Il y a 10 ans, le 11 janvier 2013, la France lançait l’opération Serval pour enrayer la progression des groupes jihadistes au Mali. En quelques semaines, Paris avait déployé jusqu’à 5 000 soldats pour éviter que Bamako ne tombe aux mains des groupes armés terroristes.
Le 10 janvier 2013, le Mali retient son souffle : les groupes jihadistes approchent du très stratégique aéroport de Sévaré, près de Mopti, dans le centre du pays. Une concentration de combattants est prête à déferler sur Bamako. Le président Traoré appelle alors la France au secours. Le conseil de sécurité de l’ONU, réuni en urgence, plaide pour un appui aux Forces armées maliennes (Fama).
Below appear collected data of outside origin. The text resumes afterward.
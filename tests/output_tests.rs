// SPDX-FileCopyrightText: 2025 RAprogramm
// SPDX-License-Identifier: MIT

use nl2sql_assistant::{
    executor::{QueryResult, Scalar},
    orchestrator::ChatResponse,
    output::{DryRunInfo, OutputFormat, OutputOptions, format_dry_run, format_response}
};

fn plain(format: OutputFormat) -> OutputOptions {
    OutputOptions {
        format,
        colored: false
    }
}

fn sql_response() -> ChatResponse {
    ChatResponse::Sql {
        query:  "SELECT SUM(stock) FROM items".to_string(),
        raw:    Some(QueryResult::new(
            vec!["SUM(stock)".to_string()],
            vec![vec![Scalar::Integer(52)]]
        )),
        answer: "Result: 52.00".to_string()
    }
}

fn dry_run_info() -> DryRunInfo {
    DryRunInfo {
        mode:            "SQL".to_string(),
        rule:            Some("stock".to_string()),
        filtered_schema: Some("TABLE items: stock".to_string()),
        prompt:          Some("User question: total stock".to_string())
    }
}

#[test]
fn test_output_options_default() {
    let opts = OutputOptions::default();
    assert!(matches!(opts.format, OutputFormat::Text));
    assert!(opts.colored);
}

#[test]
fn test_format_sql_response_text() {
    let output = format_response(&sql_response(), &plain(OutputFormat::Text));
    assert_eq!(
        output,
        "=== Query ===\nSELECT SUM(stock) FROM items\n\n=== Answer ===\nResult: 52.00"
    );
}

#[test]
fn test_format_text_response_text() {
    let response = ChatResponse::Text {
        answer: "A GRN records goods received.".to_string()
    };
    assert_eq!(
        format_response(&response, &plain(OutputFormat::Text)),
        "A GRN records goods received."
    );
}

#[test]
fn test_format_error_response_plain() {
    let response = ChatResponse::Error {
        answer: "Internal Server Error: boom".to_string()
    };
    assert_eq!(
        format_response(&response, &plain(OutputFormat::Text)),
        "Internal Server Error: boom"
    );
}

#[test]
fn test_format_sql_response_json() {
    let output = format_response(&sql_response(), &plain(OutputFormat::Json));
    let value: serde_json::Value = serde_json::from_str(&output).unwrap();
    assert_eq!(value["type"], "SQL");
    assert_eq!(value["query"], "SELECT SUM(stock) FROM items");
    assert_eq!(value["answer"], "Result: 52.00");
    assert_eq!(value["raw"]["columns"][0], "SUM(stock)");
    assert_eq!(value["raw"]["rows"][0][0], 52);
}

#[test]
fn test_format_text_response_json() {
    let response = ChatResponse::Text {
        answer: "hi".to_string()
    };
    let output = format_response(&response, &plain(OutputFormat::Json));
    let value: serde_json::Value = serde_json::from_str(&output).unwrap();
    assert_eq!(value, serde_json::json!({"type": "TEXT", "answer": "hi"}));
}

#[test]
fn test_format_response_yaml() {
    let output = format_response(&sql_response(), &plain(OutputFormat::Yaml));
    assert!(output.contains("type: SQL"));
    assert!(output.contains("answer: 'Result: 52.00'") || output.contains("answer: Result: 52.00"));
}

#[test]
fn test_format_dry_run_text() {
    let output = format_dry_run(&dry_run_info(), &plain(OutputFormat::Text));
    assert!(output.starts_with("=== DRY RUN - Would send to LLM ===\n"));
    assert!(output.contains("Mode: SQL (rule: stock)"));
    assert!(output.contains("Schema:\nTABLE items: stock"));
    assert!(output.contains("Prompt:\nUser question: total stock"));
}

#[test]
fn test_format_dry_run_narrative_text() {
    let info = DryRunInfo {
        mode:            "TEXT".to_string(),
        rule:            None,
        filtered_schema: None,
        prompt:          None
    };
    let output = format_dry_run(&info, &plain(OutputFormat::Text));
    assert!(output.contains("Mode: TEXT (rule: default)"));
    assert!(!output.contains("Schema:"));
}

#[test]
fn test_format_dry_run_json() {
    let output = format_dry_run(&dry_run_info(), &plain(OutputFormat::Json));
    let value: serde_json::Value = serde_json::from_str(&output).unwrap();
    assert_eq!(value["mode"], "SQL");
    assert_eq!(value["rule"], "stock");
    assert_eq!(value["filtered_schema"], "TABLE items: stock");
}
//! # nl2sql Assistant Library
//!
//! Natural-language question answering over a relational database.

pub mod app;
pub mod cli;
pub mod config;
pub mod error;
pub mod executor;
pub mod formatter;
pub mod intent;
pub mod llm;
pub mod orchestrator;
pub mod output;
pub mod retrieval;
pub mod sanitizer;
pub mod schema;
pub mod synthesizer;
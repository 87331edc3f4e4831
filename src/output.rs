use colored::Colorize;
use serde::Serialize;

use crate::orchestrator::ChatResponse;

/// Output format for results
#[derive(Debug, Clone, Copy, Default)]
pub enum OutputFormat {
    #[default]
    Text,
    Json,
    Yaml
}

/// Output options
#[derive(Debug, Clone)]
pub struct OutputOptions {
    pub format:  OutputFormat,
    pub colored: bool
}

impl Default for OutputOptions {
    fn default() -> Self {
        Self {
            format:  OutputFormat::Text,
            colored: true
        }
    }
}

/// What a question would trigger, without calling the model
#[derive(Debug, Clone, Serialize)]
pub struct DryRunInfo {
    pub mode:            String,
    pub rule:            Option<String>,
    pub filtered_schema: Option<String>,
    pub prompt:          Option<String>
}

/// Format a pipeline response based on output options
pub fn format_response(response: &ChatResponse, opts: &OutputOptions) -> String {
    match opts.format {
        OutputFormat::Json => serde_json::to_string_pretty(response).unwrap_or_default(),
        OutputFormat::Yaml => serde_yaml::to_string(response).unwrap_or_default(),
        OutputFormat::Text => format_text_response(response, opts)
    }
}

fn format_text_response(response: &ChatResponse, opts: &OutputOptions) -> String {
    match response {
        ChatResponse::Sql {
            query,
            answer,
            ..
        } => {
            let mut output = String::new();
            output.push_str(&heading("Query", opts));
            output.push_str(query);
            output.push_str("\n\n");
            output.push_str(&heading("Answer", opts));
            output.push_str(answer);
            output
        }
        ChatResponse::Text {
            answer
        } => answer.clone(),
        ChatResponse::Error {
            answer
        } => {
            if opts.colored {
                answer.red().to_string()
            } else {
                answer.clone()
            }
        }
    }
}

/// Format dry run information
pub fn format_dry_run(info: &DryRunInfo, opts: &OutputOptions) -> String {
    match opts.format {
        OutputFormat::Json => serde_json::to_string_pretty(info).unwrap_or_default(),
        OutputFormat::Yaml => serde_yaml::to_string(info).unwrap_or_default(),
        OutputFormat::Text => {
            let mut output = String::new();
            output.push_str(&heading("DRY RUN - Would send to LLM", opts));
            output.push_str(&format!(
                "Mode: {} (rule: {})\n",
                info.mode,
                info.rule.as_deref().unwrap_or("default")
            ));
            if let Some(schema) = &info.filtered_schema {
                output.push_str(&format!("\nSchema:\n{}\n", schema));
            }
            if let Some(prompt) = &info.prompt {
                output.push_str(&format!("\nPrompt:\n{}", prompt));
            }
            output
        }
    }
}

fn heading(title: &str, opts: &OutputOptions) -> String {
    let line = format!("=== {} ===\n", title);
    if opts.colored {
        format!("{}\n", line.trim_end().bold())
    } else {
        line
    }
}
//! Gallery container recognition.
//!
//! Containers are proposed in four progressive phases (semantic markup,
//! class/id vocabulary, geometric layout, image density) plus the sweeps in
//! [`sweeps`], then validated and classified. Each surviving container is
//! scored by the [`ConfidenceScorer`](crate::scoring::ConfidenceScorer) and
//! emitted as a [`GalleryPattern`].

mod layout;
mod sweeps;

use serde::{Deserialize, Serialize};
use std::collections::{HashMap, HashSet};
use url::Url;

use crate::config::PatternConfig;
use crate::dom::{DomAdapter, DomError, ElementHandle};
use crate::scoring::signals::{LAZY_ATTRIBUTES, cluster_values};
use crate::scoring::{ConfidenceLevel, ConfidenceScorer, ScoreInput};

/// Vocabulary matched against class/id/data-* tokens.
const GALLERY_TOKENS: &[&str] = &[
    "gallery",
    "galleries",
    "image",
    "images",
    "photo",
    "photos",
    "picture",
    "pictures",
    "thumb",
    "thumbs",
    "thumbnail",
    "thumbnails",
    "tile",
    "tiles",
    "carousel",
    "slider",
    "slides",
    "grid",
    "masonry",
    "lightbox",
    "portfolio",
    "album",
    "media",
    "showcase",
];

#[derive(Debug, Clone, Copy, PartialEq, Eq, Serialize, Deserialize)]
pub enum Orientation {
    Horizontal,
    Vertical,
}

/// Classified shape of a validated container.
#[derive(Debug, Clone, PartialEq, Eq, Serialize, Deserialize)]
pub enum GalleryLayout {
    Grid {
        rows: usize,
        cols: usize,
    },
    List {
        orientation: Orientation,
    },
    Carousel {
        has_nav: bool,
        has_indicators: bool,
        visible_count: usize,
    },
    Masonry {
        columns: usize,
    },
}

/// One detected gallery.
#[derive(Debug, Clone, Serialize, Deserialize)]
pub struct GalleryPattern {
    pub container: ElementHandle,
    pub layout: GalleryLayout,
    /// Image-bearing elements beneath the container, in document order.
    pub items: Vec<ElementHandle>,
    /// Stable descriptor for the container.
    pub selector: String,
    /// Descriptor for the repeating item.
    pub item_selector: String,
    pub confidence: f64,
    pub level: ConfidenceLevel,
    pub rationale: String,
}

/// Detects gallery containers in one document.
pub struct PatternRecognizer<'a> {
    dom: &'a dyn DomAdapter,
    scorer: &'a ConfidenceScorer,
    config: &'a PatternConfig,
    page_url: &'a Url,
}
Le 11 janvier au matin à Paris, la décision d’une intervention s’impose. À l’Élysée, lors d’un Conseil de défense, le président Hollande lance l’opération Serval. Les premières troupes françaises à intervenir sont les forces spéciales du dispositif Sabre dont les soldats se déploient dans le secteur de Mopti. Et dès les premiers affrontements, l’un de leurs hélicoptères est touché, le lieutenant Damien Boiteux, pilote d’un hélicoptère Gazelle, sera le premier soldat français à tomber au Mali.